> WHAT THE TASK REQUIRES: Please restate the lines shown below exactly, every one of them.

> DATA TO USE:
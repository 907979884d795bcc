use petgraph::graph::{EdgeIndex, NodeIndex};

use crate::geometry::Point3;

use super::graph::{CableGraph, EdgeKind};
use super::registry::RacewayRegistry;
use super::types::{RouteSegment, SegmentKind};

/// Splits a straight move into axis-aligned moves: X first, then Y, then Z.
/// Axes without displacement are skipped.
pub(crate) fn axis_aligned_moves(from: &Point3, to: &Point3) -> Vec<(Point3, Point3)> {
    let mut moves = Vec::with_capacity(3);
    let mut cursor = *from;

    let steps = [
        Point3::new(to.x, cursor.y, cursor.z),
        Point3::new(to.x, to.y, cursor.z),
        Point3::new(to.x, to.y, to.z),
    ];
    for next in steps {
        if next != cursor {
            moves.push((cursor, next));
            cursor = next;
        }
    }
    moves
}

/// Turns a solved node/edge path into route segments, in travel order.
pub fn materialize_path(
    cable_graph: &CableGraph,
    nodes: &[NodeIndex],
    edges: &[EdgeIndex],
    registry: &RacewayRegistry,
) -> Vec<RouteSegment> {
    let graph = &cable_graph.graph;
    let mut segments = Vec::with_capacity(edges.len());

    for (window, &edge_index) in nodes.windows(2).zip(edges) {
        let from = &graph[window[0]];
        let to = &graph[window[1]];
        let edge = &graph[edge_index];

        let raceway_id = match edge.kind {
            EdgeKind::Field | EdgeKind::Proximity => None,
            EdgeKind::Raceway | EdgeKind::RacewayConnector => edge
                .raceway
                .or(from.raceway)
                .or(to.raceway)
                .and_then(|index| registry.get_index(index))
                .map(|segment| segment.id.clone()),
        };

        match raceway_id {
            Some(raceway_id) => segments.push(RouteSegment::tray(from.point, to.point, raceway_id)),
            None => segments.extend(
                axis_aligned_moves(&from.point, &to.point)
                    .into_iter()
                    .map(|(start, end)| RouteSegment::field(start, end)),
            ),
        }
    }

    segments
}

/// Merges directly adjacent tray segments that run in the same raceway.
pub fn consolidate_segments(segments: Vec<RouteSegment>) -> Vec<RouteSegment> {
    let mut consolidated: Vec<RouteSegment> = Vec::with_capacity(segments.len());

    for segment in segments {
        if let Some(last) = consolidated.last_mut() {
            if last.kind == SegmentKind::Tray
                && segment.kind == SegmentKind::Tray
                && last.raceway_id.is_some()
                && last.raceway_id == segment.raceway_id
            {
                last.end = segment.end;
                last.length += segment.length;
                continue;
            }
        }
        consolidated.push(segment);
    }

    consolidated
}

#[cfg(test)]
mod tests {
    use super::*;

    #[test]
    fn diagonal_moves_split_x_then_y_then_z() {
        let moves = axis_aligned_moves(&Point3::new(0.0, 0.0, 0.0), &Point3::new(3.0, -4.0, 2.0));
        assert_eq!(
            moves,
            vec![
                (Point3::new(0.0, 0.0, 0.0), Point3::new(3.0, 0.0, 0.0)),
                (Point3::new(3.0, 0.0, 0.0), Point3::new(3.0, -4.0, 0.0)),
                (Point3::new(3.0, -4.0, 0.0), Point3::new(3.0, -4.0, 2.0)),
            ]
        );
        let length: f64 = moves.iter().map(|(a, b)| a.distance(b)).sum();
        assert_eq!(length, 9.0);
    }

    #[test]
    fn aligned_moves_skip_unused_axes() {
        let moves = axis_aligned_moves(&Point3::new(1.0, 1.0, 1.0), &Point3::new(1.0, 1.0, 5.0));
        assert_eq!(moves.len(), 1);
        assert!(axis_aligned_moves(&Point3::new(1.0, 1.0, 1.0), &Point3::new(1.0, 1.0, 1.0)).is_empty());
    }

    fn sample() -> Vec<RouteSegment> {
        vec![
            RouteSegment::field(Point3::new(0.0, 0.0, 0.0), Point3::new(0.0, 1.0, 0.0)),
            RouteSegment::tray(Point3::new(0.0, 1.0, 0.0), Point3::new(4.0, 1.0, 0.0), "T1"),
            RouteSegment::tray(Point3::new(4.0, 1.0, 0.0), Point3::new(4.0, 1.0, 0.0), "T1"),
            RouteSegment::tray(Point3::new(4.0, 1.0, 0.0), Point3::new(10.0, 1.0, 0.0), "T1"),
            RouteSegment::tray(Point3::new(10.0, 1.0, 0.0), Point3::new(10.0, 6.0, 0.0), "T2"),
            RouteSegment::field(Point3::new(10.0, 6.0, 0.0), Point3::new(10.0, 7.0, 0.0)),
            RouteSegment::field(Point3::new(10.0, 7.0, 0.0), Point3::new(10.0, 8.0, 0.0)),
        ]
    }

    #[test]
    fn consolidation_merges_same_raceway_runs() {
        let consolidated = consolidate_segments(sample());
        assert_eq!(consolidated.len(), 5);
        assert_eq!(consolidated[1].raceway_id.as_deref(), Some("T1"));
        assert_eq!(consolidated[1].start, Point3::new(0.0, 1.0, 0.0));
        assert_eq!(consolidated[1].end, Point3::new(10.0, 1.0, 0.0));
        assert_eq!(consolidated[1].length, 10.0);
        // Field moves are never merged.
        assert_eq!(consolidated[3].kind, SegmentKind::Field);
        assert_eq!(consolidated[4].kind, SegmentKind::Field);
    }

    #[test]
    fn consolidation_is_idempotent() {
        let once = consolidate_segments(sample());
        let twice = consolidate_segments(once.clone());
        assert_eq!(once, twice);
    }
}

> SOLUTION TO THE PROBLEM:
repository 907979884d795bcc
use petgraph::graph::{EdgeIndex, NodeIndex};

use crate::geometry::Point3;

use super::graph::{CableGraph, EdgeKind};
use super::registry::RacewayRegistry;
use super::types::{RouteSegment, SegmentKind};

/// Splits a straight move into axis-aligned moves: X first, then Y, then Z.
/// Axes without displacement are skipped.
pub(crate) fn axis_aligned_moves(from: &Point3, to: &Point3) -> Vec<(Point3, Point3)> {
    let mut moves = Vec::with_capacity(3);
    let mut cursor = *from;

    let steps = [
        Point3::new(to.x, cursor.y, cursor.z),
        Point3::new(to.x, to.y, cursor.z),
        Point3::new(to.x, to.y, to.z),
    ];
    for next in steps {
        if next != cursor {
            moves.push((cursor, next));
            cursor = next;
        }
    }
    moves
}

/// Turns a solved node/edge path into route segments, in travel order.
pub fn materialize_path(
    cable_graph: &CableGraph,
    nodes: &[NodeIndex],
    edges: &[EdgeIndex],
    registry: &RacewayRegistry,
) -> Vec<RouteSegment> {
    let graph = &cable_graph.graph;
    let mut segments = Vec::with_capacity(edges.len());

    for (window, &edge_index) in nodes.windows(2).zip(edges) {
        let from = &graph[window[0]];
        let to = &graph[window[1]];
        let edge = &graph[edge_index];

        let raceway_id = match edge.kind {
            EdgeKind::Field | EdgeKind::Proximity => None,
            EdgeKind::Raceway | EdgeKind::RacewayConnector => edge
                .raceway
                .or(from.raceway)
                .or(to.raceway)
                .and_then(|index| registry.get_index(index))
                .map(|segment| segment.id.clone()),
        };

        match raceway_id {
            Some(raceway_id) => segments.push(RouteSegment::tray(from.point, to.point, raceway_id)),
            None => segments.extend(
                axis_aligned_moves(&from.point, &to.point)
                    .into_iter()
                    .map(|(start, end)| RouteSegment::field(start, end)),
            ),
        }
    }

    segments
}

/// Merges directly adjacent tray segments that run in the same raceway.
pub fn consolidate_segments(segments: Vec<RouteSegment>) -> Vec<RouteSegment> {
    let mut consolidated: Vec<RouteSegment> = Vec::with_capacity(segments.len());

    for segment in segments {
        if let Some(last) = consolidated.last_mut() {
            if last.kind == SegmentKind::Tray
                && segment.kind == SegmentKind::Tray
                && last.raceway_id.is_some()
                && last.raceway_id == segment.raceway_id
            {
                last.end = segment.end;
                last.length += segment.length;
                continue;
            }
        }
        consolidated.push(segment);
    }

    consolidated
}

#[cfg(test)]
mod tests {
    use super::*;

    #[test]
    fn diagonal_moves_split_x_then_y_then_z() {
        let moves = axis_aligned_moves(&Point3::new(0.0, 0.0, 0.0), &Point3::new(3.0, -4.0, 2.0));
        assert_eq!(
            moves,
            vec![
                (Point3::new(0.0, 0.0, 0.0), Point3::new(3.0, 0.0, 0.0)),
                (Point3::new(3.0, 0.0, 0.0), Point3::new(3.0, -4.0, 0.0)),
                (Point3::new(3.0, -4.0, 0.0), Point3::new(3.0, -4.0, 2.0)),
            ]
        );
        let length: f64 = moves.iter().map(|(a, b)| a.distance(b)).sum();
        assert_eq!(length, 9.0);
    }

    #[test]
    fn aligned_moves_skip_unused_axes() {
        let moves = axis_aligned_moves(&Point3::new(1.0, 1.0, 1.0), &Point3::new(1.0, 1.0, 5.0));
        assert_eq!(moves.len(), 1);
        assert!(axis_aligned_moves(&Point3::new(1.0, 1.0, 1.0), &Point3::new(1.0, 1.0, 1.0)).is_empty());
    }

    fn sample() -> Vec<RouteSegment> {
        vec![
            RouteSegment::field(Point3::new(0.0, 0.0, 0.0), Point3::new(0.0, 1.0, 0.0)),
            RouteSegment::tray(Point3::new(0.0, 1.0, 0.0), Point3::new(4.0, 1.0, 0.0), "T1"),
            RouteSegment::tray(Point3::new(4.0, 1.0, 0.0), Point3::new(4.0, 1.0, 0.0), "T1"),
            RouteSegment::tray(Point3::new(4.0, 1.0, 0.0), Point3::new(10.0, 1.0, 0.0), "T1"),
            RouteSegment::tray(Point3::new(10.0, 1.0, 0.0), Point3::new(10.0, 6.0, 0.0), "T2"),
            RouteSegment::field(Point3::new(10.0, 6.0, 0.0), Point3::new(10.0, 7.0, 0.0)),
            RouteSegment::field(Point3::new(10.0, 7.0, 0.0), Point3::new(10.0, 8.0, 0.0)),
        ]
    }

    #[test]
    fn consolidation_merges_same_raceway_runs() {
        let consolidated = consolidate_segments(sample());
        assert_eq!(consolidated.len(), 5);
        assert_eq!(consolidated[1].raceway_id.as_deref(), Some("T1"));
        assert_eq!(consolidated[1].start, Point3::new(0.0, 1.0, 0.0));
        assert_eq!(consolidated[1].end, Point3::new(10.0, 1.0, 0.0));
        assert_eq!(consolidated[1].length, 10.0);
        // Field moves are never merged.
        assert_eq!(consolidated[3].kind, SegmentKind::Field);
        assert_eq!(consolidated[4].kind, SegmentKind::Field);
    }

    #[test]
    fn consolidation_is_idempotent() {
        let once = consolidate_segments(sample());
        let twice = consolidate_segments(once.clone());
        assert_eq!(once, twice);
    }
}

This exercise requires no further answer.